Jakarta – Fenomena maraknya penerbitan buku oleh para pejabat publik dan lingkaran istana terjadi di tengah tantangan literasi nasional yang semakin mendesak pada Sabtu (22/8/2026).
Dilansir dari MSN, tren penulisan buku ini dipelopori oleh Menteri Energi dan Sumber Daya Mineral (ESDM) Bahlil Lahadalia yang meluncurkan 10 buku sekaligus pada 7 Agustus lalu.
Selain Bahlil Lahadalia, Asisten Khusus Presiden Dirgayuza Setiawan turut aktif menerbitkan sejumlah karya yang mendokumentasikan pemikiran serta kebijakan Presiden Prabowo Subianto.
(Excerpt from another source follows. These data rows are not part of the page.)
use log::{debug, info};
use proxbalance_presets::{
    list_presets, setup_logging, ApplierConfig, AppliedPreset, NoopTimerUpdater, PresetApplier,
    ScriptTimerUpdater, TimerUpdater,
};
use std::env;
use std::error::Error as _;
use std::process::ExitCode;

fn print_usage() {
    eprintln!("Usage: proxbalance-presets <preset_name>");
    eprintln!("       proxbalance-presets --no-timer <preset_name>");
    eprintln!("       proxbalance-presets --list | -l");
    eprintln!("       proxbalance-presets --current | -c");
    eprintln!();
    eprintln!("Config file: ${} (default {})", proxbalance_presets::config::CONFIG_PATH_ENV,
        proxbalance_presets::config::DEFAULT_CONFIG_PATH);
    eprintln!("Timer helper: ${} (default {})", proxbalance_presets::config::TIMER_SCRIPT_ENV,
        proxbalance_presets::config::DEFAULT_TIMER_SCRIPT);
}

fn report_error(err: &proxbalance_presets::Error) {
    eprintln!("Error: {}", err);
    let mut source = err.source();
    while let Some(cause) = source {
        eprintln!("  caused by: {}", cause);
        source = cause.source();
    }
    debug!("{:?}", err);
}

fn print_summary(applied: &AppliedPreset) {
    let preset = applied.preset;
    let opt = &preset.collection_optimization;
    println!("Applied '{}' preset: {}", preset.name, preset.description);
    println!("  config file: {}", applied.config_path.display());
    println!("  collection_interval_minutes: {}", preset.collection_interval_minutes);
    println!("  cluster_size: {}", opt.cluster_size);
    println!("  node_rrd_timeframe: {}", opt.node_rrd_timeframe);
    println!("  guest_rrd_timeframe: {}", opt.guest_rrd_timeframe);
    println!("  parallel_collection_enabled: {}", opt.parallel_collection_enabled);
    println!("  max_parallel_workers: {}", opt.max_parallel_workers);
    println!("  skip_stopped_guest_rrd: {}", opt.skip_stopped_guest_rrd);
    // The failure itself is already logged by the applier
    println!("  timer updated: {}", if applied.timer_updated { "yes" } else { "no" });
}

fn run_apply<U: TimerUpdater>(applier: &PresetApplier<U>, preset_name: &str) -> ExitCode {
    match applier.apply(preset_name) {
        Ok(applied) => {
            print_summary(&applied);
            ExitCode::SUCCESS
        }
        Err(e) => {
            report_error(&e);
            if matches!(e, proxbalance_presets::Error::UnknownPreset { .. }) {
                eprintln!("Run with --list to see the available presets.");
            }
            ExitCode::FAILURE
        }
    }
}

fn main() -> ExitCode {
    // Set RUST_LOG environment variable if not already set
    if env::var("RUST_LOG").is_err() {
        env::set_var("RUST_LOG", "info");
    }
    setup_logging();
    debug!("proxbalance-presets v{}", proxbalance_presets::version());

    let config = ApplierConfig::from_env();
    let args: Vec<String> = env::args().skip(1).collect();

    match args.iter().map(String::as_str).collect::<Vec<_>>().as_slice() {
        [] => {
            print_usage();
            eprintln!();
            eprint!("{}", list_presets());
            ExitCode::FAILURE
        }
        ["--help" | "-h"] => {
            print_usage();
            ExitCode::SUCCESS
        }
        ["--list" | "-l"] => {
            print!("{}", list_presets());
            ExitCode::SUCCESS
        }
        ["--current" | "-c"] => {
            let applier = PresetApplier::new(&config.config_path, NoopTimerUpdater);
            match applier.current() {
                Ok(Some(name)) => {
                    println!("{}", name);
                    ExitCode::SUCCESS
                }
                Ok(None) => {
                    println!("none (values in {} match no preset)", config.config_path.display());
                    ExitCode::SUCCESS
                }
                Err(e) => {
                    report_error(&e);
                    ExitCode::FAILURE
                }
            }
        }
        ["--no-timer", preset_name] => {
            info!("Timer update disabled");
            let applier = PresetApplier::new(&config.config_path, NoopTimerUpdater);
            run_apply(&applier, preset_name)
        }
        [preset_name] if !preset_name.starts_with('-') => {
            let updater = ScriptTimerUpdater::new(&config.timer_script);
            let applier = PresetApplier::new(&config.config_path, updater);
            run_apply(&applier, preset_name)
        }
        _ => {
            print_usage();
            ExitCode::FAILURE
        }
    }
}
mod config;

pub use config::{
    ClusterSize,
    CollectionOptimization,
    PresetConfig,
    PresetName,
    RrdTimeframe,
    DEFAULT_COLLECTION_INTERVAL_MINUTES,
    DEFAULT_MAX_PARALLEL_WORKERS,
};

// Re-export the public API functions
pub use config::{
    list_available_presets,
    get_preset_details,
    preset,
    render_presets,
    detect_applied_preset,
};
use crate::presets::PresetConfig;
use crate::{Error, Result};
use log::{debug, info};
use serde_json::Value;
use std::fs;
use std::path::Path;

/// Top-level key holding the collection interval
pub const INTERVAL_KEY: &str = "collection_interval_minutes";

/// Top-level key holding the collection optimization settings
pub const OPTIMIZATION_KEY: &str = "collection_optimization";

/// Reads the config file. The document must be a JSON object.
pub fn read_document(path: &Path) -> Result<Value> {
    debug!("Reading config file: {}", path.display());
    let contents = fs::read_to_string(path)?;
    let document: Value = serde_json::from_str(&contents)?;

    if !document.is_object() {
        return Err(Error::ConfigError(format!(
            "Config file {} does not contain a JSON object",
            path.display()
        )));
    }

    Ok(document)
}

/// Replaces the two preset-managed keys, leaving every other key as it was.
pub fn merge_preset(document: &mut Value, preset: &PresetConfig) -> Result<()> {
    let object = document
        .as_object_mut()
        .ok_or_else(|| Error::ConfigError("Config document is not a JSON object".to_string()))?;

    object.insert(INTERVAL_KEY.to_string(), Value::from(preset.collection_interval_minutes));
    object.insert(
        OPTIMIZATION_KEY.to_string(),
        serde_json::to_value(&preset.collection_optimization)?,
    );

    Ok(())
}

/// Writes the document back in place as 2-space indented JSON.
///
/// The write is a plain overwrite, not a rename; a crash mid-write can leave
/// a truncated file.
pub fn write_document(path: &Path, document: &Value) -> Result<()> {
    let mut contents = serde_json::to_string_pretty(document)?;
    contents.push('\n');
    fs::write(path, contents)?;
    info!("Wrote config file: {}", path.display());
    Ok(())
}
Beberapa judul karya yang melibatkan Dirgayuza Setiawan antara lain Presiden Solusi, Taste of Nusantara, dan Inilah Prabowo Apa Adanya.
Upaya penulisan buku oleh para pejabat ini dinilai oleh berbagai pihak sebagai instrumen strategis dalam pembentukan citra diri dan komunikasi politik di ruang publik.
Presiden Prabowo Subianto sendiri secara personal dikenal memiliki kegemaran membaca dan rutin menyisihkan waktu dua hingga empat jam setiap hari untuk melahap berbagai literatur sebelum beristirahat.
Namun, aktivitas penerbitan di tingkat elit ini berbanding terbalik dengan kondisi aksesibilitas bahan bacaan bagi masyarakat luas di berbagai daerah.
Kondisi literasi nasional saat ini menghadapi tantangan berat akibat kebijakan efisiensi anggaran yang diterapkan pemerintah terhadap Perpustakaan Nasional (Perpusnas).
Anggaran Perpusnas pada tahun 2026 tercatat hanya sebesar Rp378 miliar, yang berarti terjadi penyusutan sebesar 47,6% dibandingkan alokasi tahun 2025 sebesar Rp721,7 miliar.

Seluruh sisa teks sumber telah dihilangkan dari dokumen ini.